Fabrikverkauf: Sinsheims OB kritisiert Landesregierung

Von Alexander Hettich

Durchgestrichene Parkplatzschilder: Die Messehallen 1 bis 5 stehen leer. Sinsheim will auf dem Areal ein Fabrikverkaufszentrum ermöglichen. Foto: Archiv/Schneider 
Sinsheim - Oberbürgermeister Rolf Geinert hat die ablehnende Haltung der Landesregierung zu Factory-Outlet-Plänen in Sinsheim kritisiert. „Wir können nicht nachvollziehen, dass das, was für Metzingen oder Wertheim gilt, nicht für Sinsheim gelten soll“, schreibt Geinert in einem Brief an Gisela Splett (Grüne), Staatssekretärin im Stuttgarter Verkehrsministerium.

Gutachten belegten, dass Geschäfte in der Region keine negativen Auswirkungen zu erwarten hätten. Der OB fürchtet, dass „die Chance, Arbeitsplätze zu schaffen und Wirtschafts- und Kaufkraft hier zu halten, vertan wird“.
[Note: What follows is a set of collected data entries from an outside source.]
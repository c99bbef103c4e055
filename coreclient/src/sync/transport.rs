// SPDX-FileCopyrightText: 2025 Phoenix R&D GmbH <hello@phnx.im>
//
// SPDX-License-Identifier: AGPL-3.0-or-later

//! Narrow transport interface the controllers pull and append through.
//! The production implementation is [`loomapiclient::ApiClient`]; tests
//! substitute in-memory servers.

use loomapiclient::{ApiClient, ApiClientError};
use loomcommon::{
    identifiers::GroupId,
    messages::{
        AppendChainLogRequest, AppendGroupChainLogRequest, CreateGroupRequest,
        EncryptedChainEntry, GroupLogEntry, LogsPage,
    },
};

#[trait_variant::make(Send)]
pub trait LogTransport {
    async fn personal_head(&self, db: &str)
    -> Result<Option<EncryptedChainEntry>, ApiClientError>;
    async fn personal_logs(
        &self,
        db: &str,
        start_index: u64,
        limit: u32,
    ) -> Result<LogsPage<EncryptedChainEntry>, ApiClientError>;
    async fn personal_append(
        &self,
        db: &str,
        request: AppendChainLogRequest,
    ) -> Result<EncryptedChainEntry, ApiClientError>;

    async fn group_head(
        &self,
        group_id: &GroupId,
        db: &str,
    ) -> Result<Option<GroupLogEntry>, ApiClientError>;
    async fn group_logs(
        &self,
        group_id: &GroupId,
        db: &str,
        start_index: u64,
        limit: u32,
    ) -> Result<LogsPage<GroupLogEntry>, ApiClientError>;
    async fn group_append(
        &self,
        group_id: &GroupId,
        db: &str,
        request: AppendGroupChainLogRequest,
    ) -> Result<GroupLogEntry, ApiClientError>;
    async fn create_group(&self, request: CreateGroupRequest) -> Result<(), ApiClientError>;
}

impl LogTransport for ApiClient {
    async fn personal_head(
        &self,
        db: &str,
    ) -> Result<Option<EncryptedChainEntry>, ApiClientError> {
        ApiClient::personal_head(self, db).await
    }

    async fn personal_logs(
        &self,
        db: &str,
        start_index: u64,
        limit: u32,
    ) -> Result<LogsPage<EncryptedChainEntry>, ApiClientError> {
        ApiClient::personal_logs(self, db, start_index, limit).await
    }

    async fn personal_append(
        &self,
        db: &str,
        request: AppendChainLogRequest,
    ) -> Result<EncryptedChainEntry, ApiClientError> {
        ApiClient::personal_append(self, db, request).await
    }

    async fn group_head(
        &self,
        group_id: &GroupId,
        db: &str,
    ) -> Result<Option<GroupLogEntry>, ApiClientError> {
        ApiClient::group_head(self, group_id, db).await
    }

    async fn group_logs(
        &self,
        group_id: &GroupId,
        db: &str,
        start_index: u64,
        limit: u32,
    ) -> Result<LogsPage<GroupLogEntry>, ApiClientError> {
        ApiClient::group_logs(self, group_id, db, start_index, limit).await
    }

    async fn group_append(
        &self,
        group_id: &GroupId,
        db: &str,
        request: AppendGroupChainLogRequest,
    ) -> Result<GroupLogEntry, ApiClientError> {
        ApiClient::group_append(self, group_id, db, request).await
    }

    async fn create_group(&self, request: CreateGroupRequest) -> Result<(), ApiClientError> {
        ApiClient::create_group(self, request).await
    }
}
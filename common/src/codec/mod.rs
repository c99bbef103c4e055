// SPDX-FileCopyrightText: 2025 Phoenix R&D GmbH <hello@phnx.im>
//
// SPDX-License-Identifier: AGPL-3.0-or-later

//! Byte-level codecs used throughout the workspace: fixed-width hex with an
//! optional `0x` prefix, base64 envelopes, SQL identifier handling and the
//! canonical JSON form used for hash inputs.

mod error;

pub use error::CodecError;

use base64::{Engine, engine::general_purpose::STANDARD as BASE64};
use serde::Serialize;

/// Decodes a hex string. A leading `0x`/`0X` prefix is accepted, the
/// remainder must have even length.
pub fn from_hex(input: &str) -> Result<Vec<u8>, CodecError> {
    let stripped = input
        .strip_prefix("0x")
        .or_else(|| input.strip_prefix("0X"))
        .unwrap_or(input);
    if stripped.len() % 2 != 0 {
        return Err(CodecError::OddHexLength(stripped.len()));
    }
    hex::decode(stripped).map_err(|_| CodecError::InvalidHex)
}

/// Decodes a hex string into a fixed-width array.
pub fn from_hex_fixed<const N: usize>(input: &str) -> Result<[u8; N], CodecError> {
    let bytes = from_hex(input)?;
    bytes
        .as_slice()
        .try_into()
        .map_err(|_| CodecError::InvalidLength {
            expected: N,
            actual: bytes.len(),
        })
}

/// Encodes bytes as lowercase hex without prefix.
pub fn to_hex(bytes: impl AsRef<[u8]>) -> String {
    hex::encode(bytes)
}

/// Encodes bytes as lowercase hex with a `0x` prefix.
pub fn to_hex_prefixed(bytes: impl AsRef<[u8]>) -> String {
    format!("0x{}", hex::encode(bytes))
}

pub fn to_base64(bytes: impl AsRef<[u8]>) -> String {
    BASE64.encode(bytes)
}

pub fn from_base64(input: &str) -> Result<Vec<u8>, CodecError> {
    BASE64.decode(input).map_err(|_| CodecError::InvalidBase64)
}

/// Wraps an identifier in double quotes, doubling embedded quotes.
pub fn quote_identifier(identifier: &str) -> String {
    format!("\"{}\"", identifier.replace('"', "\"\""))
}

/// Checks an identifier against `^[A-Za-z_][A-Za-z0-9_]*$`.
pub fn is_valid_identifier(identifier: &str) -> bool {
    let mut chars = identifier.chars();
    let Some(first) = chars.next() else {
        return false;
    };
    if !(first.is_ascii_alphabetic() || first == '_') {
        return false;
    }
    chars.all(|c| c.is_ascii_alphanumeric() || c == '_')
}

/// Serializes a value into the canonical JSON form used for hash inputs:
/// alphabetically ordered keys and no extraneous whitespace.
///
/// Routing the value through [`serde_json::Value`] sorts object keys, since
/// its map representation is ordered by key.
pub fn to_canonical_json<T: Serialize>(value: &T) -> Result<String, CodecError> {
    let value = serde_json::to_value(value).map_err(|_| CodecError::Serialization)?;
    serde_json::to_string(&value).map_err(|_| CodecError::Serialization)
}

#[cfg(test)]
mod tests {
    use super::*;

    #[test]
    fn hex_roundtrip_with_and_without_prefix() {
        let bytes = vec![0x00, 0xab, 0xff];
        assert_eq!(to_hex(&bytes), "00abff");
        assert_eq!(to_hex_prefixed(&bytes), "0x00abff");
        assert_eq!(from_hex("00abff").unwrap(), bytes);
        assert_eq!(from_hex("0x00abff").unwrap(), bytes);
    }

    #[test]
    fn hex_rejects_odd_length() {
        assert!(matches!(
            from_hex("0xabc"),
            Err(CodecError::OddHexLength(3))
        ));
    }

    #[test]
    fn hex_rejects_non_hex() {
        assert!(from_hex("zz").is_err());
    }

    #[test]
    fn fixed_width_hex_checks_length() {
        assert_eq!(from_hex_fixed::<2>("abcd").unwrap(), [0xab, 0xcd]);
        assert!(matches!(
            from_hex_fixed::<4>("abcd"),
            Err(CodecError::InvalidLength {
                expected: 4,
                actual: 2
            })
        ));
    }

    #[test]
    fn identifier_quoting_doubles_embedded_quotes() {
        assert_eq!(quote_identifier("users"), "\"users\"");
        assert_eq!(quote_identifier("we\"ird"), "\"we\"\"ird\"");
    }

    #[test]
    fn identifier_validation() {
        assert!(is_valid_identifier("_t1"));
        assert!(is_valid_identifier("Table"));
        assert!(!is_valid_identifier(""));
        assert!(!is_valid_identifier("1table"));
        assert!(!is_valid_identifier("ta-ble"));
    }

    #[test]
    fn canonical_json_sorts_keys() {
        #[derive(Serialize)]
        struct Unordered {
            zebra: u32,
            alpha: u32,
        }
        let json = to_canonical_json(&Unordered { zebra: 1, alpha: 2 }).unwrap();
        assert_eq!(json, r#"{"alpha":2,"zebra":1}"#);
    }
}
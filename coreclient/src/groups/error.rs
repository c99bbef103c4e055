// SPDX-FileCopyrightText: 2025 Phoenix R&D GmbH <hello@phnx.im>
//
// SPDX-License-Identifier: AGPL-3.0-or-later

use loomcommon::crypto::{
    bbs::GroupSignatureError,
    errors::{DecryptionError, EncryptionError, KeyError, RandomnessError, SignatureError},
};
use thiserror::Error;

#[derive(Debug, Error, PartialEq, Eq)]
pub enum GroupError {
    /// Message epoch does not match what the local state expects.
    #[error("invalid epoch: expected {expected}, got {got}")]
    InvalidEpoch { expected: u64, got: u64 },
    /// The addressed group does not match this state.
    #[error("message is for a different group")]
    WrongGroup,
    /// The referenced leaf is empty or out of range.
    #[error("unknown leaf index {0}")]
    UnknownLeaf(u32),
    /// Members cannot remove themselves.
    #[error("cannot remove own leaf")]
    RemoveSelf,
    /// No ciphertext in the update path was addressed to a key we hold.
    #[error("update path carries no secret decryptable by this member")]
    NoDecryptableSecret,
    /// The derived node key does not match the announced public key.
    #[error("derived path diverges from announced public keys")]
    PathMismatch,
    /// The welcome does not match the local leaf key.
    #[error("welcome leaf does not match own key")]
    WelcomeKeyMismatch,
    /// The recomputed entry hash does not match the recorded one.
    #[error("invalid entry hash at index {0}")]
    InvalidEntryHash(u64),
    #[error("not enough randomness")]
    Randomness(#[from] RandomnessError),
    #[error(transparent)]
    Key(#[from] KeyError),
    #[error(transparent)]
    Encryption(#[from] EncryptionError),
    #[error(transparent)]
    Decryption(#[from] DecryptionError),
    #[error(transparent)]
    Signature(#[from] SignatureError),
    #[error(transparent)]
    GroupSignature(#[from] GroupSignatureError),
    /// The access proof does not verify under the epoch key.
    #[error("invalid access proof for epoch {0}")]
    InvalidAccessProof(u64),
    /// No access key stored for the entry's epoch.
    #[error("no access key for epoch {0}")]
    UnknownEpochKey(u64),
    /// The chained transition proof does not verify.
    #[error("invalid epoch transition")]
    InvalidEpochTransition,
    /// A message body could not be serialized or parsed.
    #[error("malformed group message")]
    MalformedMessage,
}
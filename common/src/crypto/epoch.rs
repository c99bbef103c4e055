// SPDX-FileCopyrightText: 2025 Phoenix R&D GmbH <hello@phnx.im>
//
// SPDX-License-Identifier: AGPL-3.0-or-later

//! Per-epoch access keys and the HMAC proofs presented to the server.
//!
//! The server never learns the group key; it stores one access key per
//! epoch and verifies that appended entries carry an HMAC under the
//! current one. Epoch changes are proven by an HMAC chaining the outgoing
//! key over the incoming one.

use serde::{Deserialize, Serialize};

use crate::{
    codec,
    crypto::{
        hash::{hmac_sha256, hmac_sha256_verify},
        kdf,
        secrets::Secret,
    },
    identifiers::GroupId,
};

pub const ACCESS_KEY_SIZE: usize = 32;

const ACCESS_KEY_CONTEXT: &[u8] = b"server-access";

/// Symmetric key granting proof-of-access for one group epoch.
#[derive(Debug, Clone, PartialEq, Eq, Serialize, Deserialize)]
pub struct EpochAccessKey {
    key: Secret<ACCESS_KEY_SIZE>,
    epoch: u64,
}

impl EpochAccessKey {
    /// `HKDF(groupKey ‖ "server-access" ‖ groupId ‖ u32_le(epoch))` with
    /// empty salt and info.
    pub fn derive(group_key: &[u8; 32], group_id: &GroupId, epoch: u64) -> Self {
        let mut ikm = Vec::with_capacity(32 + ACCESS_KEY_CONTEXT.len() + 16 + 4);
        ikm.extend_from_slice(group_key);
        ikm.extend_from_slice(ACCESS_KEY_CONTEXT);
        ikm.extend_from_slice(group_id.as_bytes());
        ikm.extend_from_slice(&(epoch as u32).to_le_bytes());
        Self {
            key: Secret::from(kdf::derive(&ikm, &[])),
            epoch,
        }
    }

    pub fn epoch(&self) -> u64 {
        self.epoch
    }

    pub fn key_bytes(&self) -> &[u8; ACCESS_KEY_SIZE] {
        self.key.secret()
    }

    pub fn to_hex(&self) -> String {
        codec::to_hex(self.key.secret())
    }

    pub fn from_parts(key: [u8; ACCESS_KEY_SIZE], epoch: u64) -> Self {
        Self {
            key: Secret::from(key),
            epoch,
        }
    }

    /// HMAC over the canonical hash string of an entry, hex-encoded.
    pub fn access_proof(&self, entry_hash: &str) -> String {
        codec::to_hex(hmac_sha256(self.key.secret(), entry_hash.as_bytes()))
    }

    pub fn verify_access_proof(&self, entry_hash: &str, proof_hex: &str) -> bool {
        let Ok(proof) = codec::from_hex(proof_hex) else {
            return false;
        };
        hmac_sha256_verify(self.key.secret(), entry_hash.as_bytes(), &proof)
    }

    /// Proof that `next` legitimately succeeds this key.
    pub fn transition_proof(&self, next: &EpochAccessKey) -> String {
        codec::to_hex(hmac_sha256(self.key.secret(), next.key.secret()))
    }

    pub fn verify_transition_proof(&self, next_key: &[u8], proof_hex: &str) -> bool {
        let Ok(proof) = codec::from_hex(proof_hex) else {
            return false;
        };
        hmac_sha256_verify(self.key.secret(), next_key, &proof)
    }
}

#[cfg(test)]
mod tests {
    use super::*;

    fn fixture() -> (GroupId, [u8; 32]) {
        (GroupId::from_bytes([1u8; 16]), [2u8; 32])
    }

    #[test]
    fn derivation_is_deterministic_per_epoch() {
        let (group_id, group_key) = fixture();
        let k0 = EpochAccessKey::derive(&group_key, &group_id, 0);
        let k0_again = EpochAccessKey::derive(&group_key, &group_id, 0);
        let k1 = EpochAccessKey::derive(&group_key, &group_id, 1);
        assert_eq!(k0, k0_again);
        assert_ne!(k0.key_bytes(), k1.key_bytes());
    }

    #[test]
    fn access_proof_binds_to_epoch_key() {
        let (group_id, group_key) = fixture();
        let k0 = EpochAccessKey::derive(&group_key, &group_id, 0);
        let k1 = EpochAccessKey::derive(&group_key, &group_id, 1);
        let hash = "00ff00ff";
        let proof = k0.access_proof(hash);
        assert!(k0.verify_access_proof(hash, &proof));
        assert!(!k1.verify_access_proof(hash, &proof));
        assert!(!k0.verify_access_proof("00ff00fe", &proof));
    }

    #[test]
    fn transition_proof_chains_consecutive_keys() {
        let (group_id, group_key) = fixture();
        let k0 = EpochAccessKey::derive(&group_key, &group_id, 0);
        let k1 = EpochAccessKey::derive(&group_key, &group_id, 1);
        let proof = k0.transition_proof(&k1);
        assert!(k0.verify_transition_proof(k1.key_bytes(), &proof));

        // A substituted key invalidates the proof.
        let forged = EpochAccessKey::from_parts([9u8; 32], 1);
        assert!(!k0.verify_transition_proof(forged.key_bytes(), &proof));
    }
}
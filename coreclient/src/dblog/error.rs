// SPDX-FileCopyrightText: 2025 Phoenix R&D GmbH <hello@phnx.im>
//
// SPDX-License-Identifier: AGPL-3.0-or-later

use thiserror::Error;

#[derive(Debug, Error)]
pub enum DBLogError {
    /// The content is not a JSON array of actions.
    #[error("invalid DBLog JSON: {0}")]
    InvalidJson(String),
    /// A required field is absent from the action at `index`.
    #[error("missing field `{field}` in action at index {index}")]
    MissingField { field: &'static str, index: usize },
    /// The action at `index` carries an unrecognized type tag.
    #[error("unknown action `{name}` at index {index}")]
    UnknownAction { name: String, index: usize },
    /// The action at `index` failed to decode.
    #[error("malformed action at index {index}: {message}")]
    MalformedAction { index: usize, message: String },
    /// Table or column name is not a valid SQL identifier.
    #[error("invalid identifier `{0}`")]
    InvalidIdentifier(String),
    /// A migration carries no operations or is otherwise unusable.
    #[error("invalid migration for table `{table}`")]
    InvalidMigration { table: String },
    /// Underlying SQL execution failed; the per-entry transaction was
    /// rolled back and the cursor not advanced.
    #[error("sql execution failed: {0}")]
    Sql(#[from] sqlx::Error),
}

impl PartialEq for DBLogError {
    fn eq(&self, other: &Self) -> bool {
        use DBLogError::*;
        match (self, other) {
            (InvalidJson(a), InvalidJson(b)) => a == b,
            (
                MissingField { field: f1, index: i1 },
                MissingField { field: f2, index: i2 },
            ) => f1 == f2 && i1 == i2,
            (
                UnknownAction { name: n1, index: i1 },
                UnknownAction { name: n2, index: i2 },
            ) => n1 == n2 && i1 == i2,
            (
                MalformedAction { index: i1, .. },
                MalformedAction { index: i2, .. },
            ) => i1 == i2,
            (InvalidIdentifier(a), InvalidIdentifier(b)) => a == b,
            (InvalidMigration { table: t1 }, InvalidMigration { table: t2 }) => t1 == t2,
            _ => false,
        }
    }
}
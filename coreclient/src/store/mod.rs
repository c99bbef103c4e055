// SPDX-FileCopyrightText: 2025 Phoenix R&D GmbH <hello@phnx.im>
//
// SPDX-License-Identifier: AGPL-3.0-or-later

//! Abstract storage for key material and group state, plus the store
//! notification channel. Implementations must provide at-rest protection
//! appropriate to the platform; the in-memory variant backs tests.

pub mod memory;
mod notification;

pub use memory::InMemoryStorage;
pub use notification::{StoreNotification, StoreNotificationsSender, StoreNotifier};

use loomcommon::{
    crypto::bbs::{GroupPublicKey, MemberCredential},
    identifiers::GroupId,
};
use thiserror::Error;

use crate::groups::{GroupState, entry::EpochKeys};

#[derive(Debug, Error, PartialEq, Eq)]
pub enum StorageError {
    /// The backend was used before `initialize`.
    #[error("storage backend not initialized")]
    NotInitialized,
    /// A stored value could not be (de)serialized.
    #[error("storage serialization failed: {0}")]
    Serialization(String),
    /// Underlying read/write/delete failed.
    #[error("storage I/O failed: {0}")]
    Io(String),
}

pub type StorageResult<T> = Result<T, StorageError>;

/// Per-group key-value storage for group state, membership credentials,
/// group public keys and epoch key material.
#[trait_variant::make(Send)]
pub trait StorageBackend {
    async fn save_group_state(&self, state: &GroupState) -> StorageResult<()>;
    async fn load_group_state(&self, group_id: &GroupId) -> StorageResult<Option<GroupState>>;
    async fn delete_group_state(&self, group_id: &GroupId) -> StorageResult<()>;
    async fn list_group_ids(&self) -> StorageResult<Vec<GroupId>>;

    async fn save_credential(
        &self,
        group_id: &GroupId,
        credential: &MemberCredential,
    ) -> StorageResult<()>;
    async fn load_credential(&self, group_id: &GroupId)
    -> StorageResult<Option<MemberCredential>>;
    async fn delete_credential(&self, group_id: &GroupId) -> StorageResult<()>;

    async fn save_group_public_key(
        &self,
        group_id: &GroupId,
        public_key: &GroupPublicKey,
    ) -> StorageResult<()>;
    async fn load_group_public_key(
        &self,
        group_id: &GroupId,
    ) -> StorageResult<Option<GroupPublicKey>>;
    async fn delete_group_public_key(&self, group_id: &GroupId) -> StorageResult<()>;

    async fn save_epoch_keys(&self, group_id: &GroupId, keys: &[EpochKeys]) -> StorageResult<()>;
    async fn load_epoch_keys(&self, group_id: &GroupId) -> StorageResult<Vec<EpochKeys>>;
}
Der Sinsheimer Gemeinderat hatte sich im September mit großer Mehrheit dafür ausgesprochen, die Weichen für einen Fabrikverkauf zu stellen und ein entsprechendes Raumordnungsverfahren anzustrengen. Kritik kam prompt vom Regionalverband und von der Heilbronner Stadtinitiative. Auch umliegende Städte wie Eppingen und Bad Rappenau fürchten um den örtlichen Einzelhandel.